Minutes of the Fed's December policy meeting showed that officials were split on when to halt the bond buying programs that have been adding $85 billion a month to the central bank's assets. A few wanted the programs to continue until the end of 2013, several others called for them to end well before then and some want them halted right away.
The minutes also left no clear sign of the future course the central bank would take, leaving the date of the potential winding down uncertain and unnerving markets. In September, in an unprecedented move, the Fed linked its bond buying program to unemployment, pledging to continue the scheme until the U.S. jobless rate falls to 6.5 percent, from the current 7.7 percent.
According to Sam Chandan, president and chief economist with Chandan Economics, the Fed is trying to signal two things. The first is that the Fed believes that the U.S. economy is developing "its own momentum" and a continuation of the easy monetary policy is not warranted. The second is that financial markets need to get used to the idea that this is the beginning of the end of easing.
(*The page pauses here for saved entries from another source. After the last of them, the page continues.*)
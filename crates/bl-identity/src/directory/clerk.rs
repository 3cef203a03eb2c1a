//! Clerk Directory Adapter
//!
//! HTTP adapter for the Clerk backend API:
//! - `GET /v1/users?limit=N` for the identity page
//! - `PATCH /v1/users/{id}/metadata` for the role claim
//!
//! The role claim lives in `public_metadata.role`; unknown values are
//! treated as absent and default to `user` downstream.

use async_trait::async_trait;
use serde::Deserialize;
use tracing::debug;

use crate::shared::error::{IdentityError, Result};
use crate::user::entity::Role;

use super::{DirectoryClient, DirectoryIdentity};

/// Default Clerk API host
pub const DEFAULT_BASE_URL: &str = "https://api.clerk.com";

/// Configuration for the Clerk adapter
#[derive(Debug, Clone)]
pub struct ClerkConfig {
    /// API base URL (overridable for tests)
    pub base_url: String,
    /// Backend API secret key, sent as a bearer token
    pub secret_key: String,
}

impl ClerkConfig {
    pub fn new(secret_key: impl Into<String>) -> Self {
        Self {
            base_url: DEFAULT_BASE_URL.to_string(),
            secret_key: secret_key.into(),
        }
    }

    pub fn with_base_url(mut self, base_url: impl Into<String>) -> Self {
        self.base_url = base_url.into();
        self
    }
}

/// Clerk identity directory adapter
pub struct ClerkDirectory {
    config: ClerkConfig,
    http: reqwest::Client,
}

impl ClerkDirectory {
    pub fn new(config: ClerkConfig) -> Self {
        Self {
            config,
            http: reqwest::Client::new(),
        }
    }
}

#[derive(Debug, Deserialize)]
struct ClerkUser {
    id: String,
    #[serde(default)]
    username: Option<String>,
    #[serde(default)]
    first_name: Option<String>,
    #[serde(default)]
    last_name: Option<String>,
    #[serde(default)]
    image_url: Option<String>,
    /// Older API versions expose the image under this name
    #[serde(default)]
    profile_image_url: Option<String>,
    #[serde(default)]
    email_addresses: Vec<ClerkEmailAddress>,
    #[serde(default)]
    public_metadata: serde_json::Value,
}

#[derive(Debug, Deserialize)]
struct ClerkEmailAddress {
    email_address: String,
}

impl ClerkUser {
    fn into_identity(self) -> DirectoryIdentity {
        let role = self
            .public_metadata
            .get("role")
            .and_then(|v| v.as_str())
            .and_then(Role::parse);

        DirectoryIdentity {
            external_id: self.id,
            email_addresses: self
                .email_addresses
                .into_iter()
                .map(|e| e.email_address)
                .collect(),
            username: self.username,
            first_name: self.first_name,
            last_name: self.last_name,
            image_url: self.image_url.or(self.profile_image_url),
            role,
        }
    }
}

#[async_trait]
impl DirectoryClient for ClerkDirectory {
    async fn list_identities(&self, limit: u32) -> Result<Vec<DirectoryIdentity>> {
        let url = format!("{}/v1/users", self.config.base_url);
        let response = self
            .http
            .get(&url)
            .query(&[("limit", limit)])
            .bearer_auth(&self.config.secret_key)
            .send()
            .await
            .map_err(|e| IdentityError::directory_unavailable(e.to_string()))?;

        let status = response.status();
        if !status.is_success() {
            return Err(IdentityError::directory_unavailable(format!(
                "list returned {}",
                status
            )));
        }

        let users: Vec<ClerkUser> = response
            .json()
            .await
            .map_err(|e| IdentityError::directory_unavailable(e.to_string()))?;

        debug!(count = users.len(), "Fetched Clerk user page");
        Ok(users.into_iter().map(ClerkUser::into_identity).collect())
    }

    async fn set_role_claim(&self, external_id: &str, role: Role) -> Result<()> {
        let url = format!(
            "{}/v1/users/{}/metadata",
            self.config.base_url, external_id
        );
        let body = serde_json::json!({
            "public_metadata": { "role": role }
        });

        let response = self
            .http
            .patch(&url)
            .bearer_auth(&self.config.secret_key)
            .json(&body)
            .send()
            .await
            .map_err(|e| IdentityError::directory_write(e.to_string()))?;

        let status = response.status();
        if !status.is_success() {
            return Err(IdentityError::directory_write(format!(
                "metadata update returned {}",
                status
            )));
        }

        Ok(())
    }
}
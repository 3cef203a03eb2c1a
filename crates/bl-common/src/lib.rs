//! Busline shared infrastructure.
//!
//! Currently holds the logging setup used by every binary. Domain types
//! live in `bl-identity`.

pub mod logging;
"They are signaling to the market that extraordinarily accommodative monetary policy is not something that will last forever," Chandan told CNBC Asia's "Squawk Box" on Friday. "They have done this in several ways – putting time frames around it, and with discussions around where rates might begin to rise. But the market hasn't internalized a lot of that.
"Unlimited addition of Treasurys to the Fed's balance sheet, which stood at $2.9 trillion on January 2, may create a huge problem down the road for the Fed when it wants to sell those bonds, analysts say. Already, bond yields are beginning to rise, with the 10-year yield hitting a near eight-month high of 1.904 percent on Thursday, up from Wednesday's 1.84 percent, which is also a spike.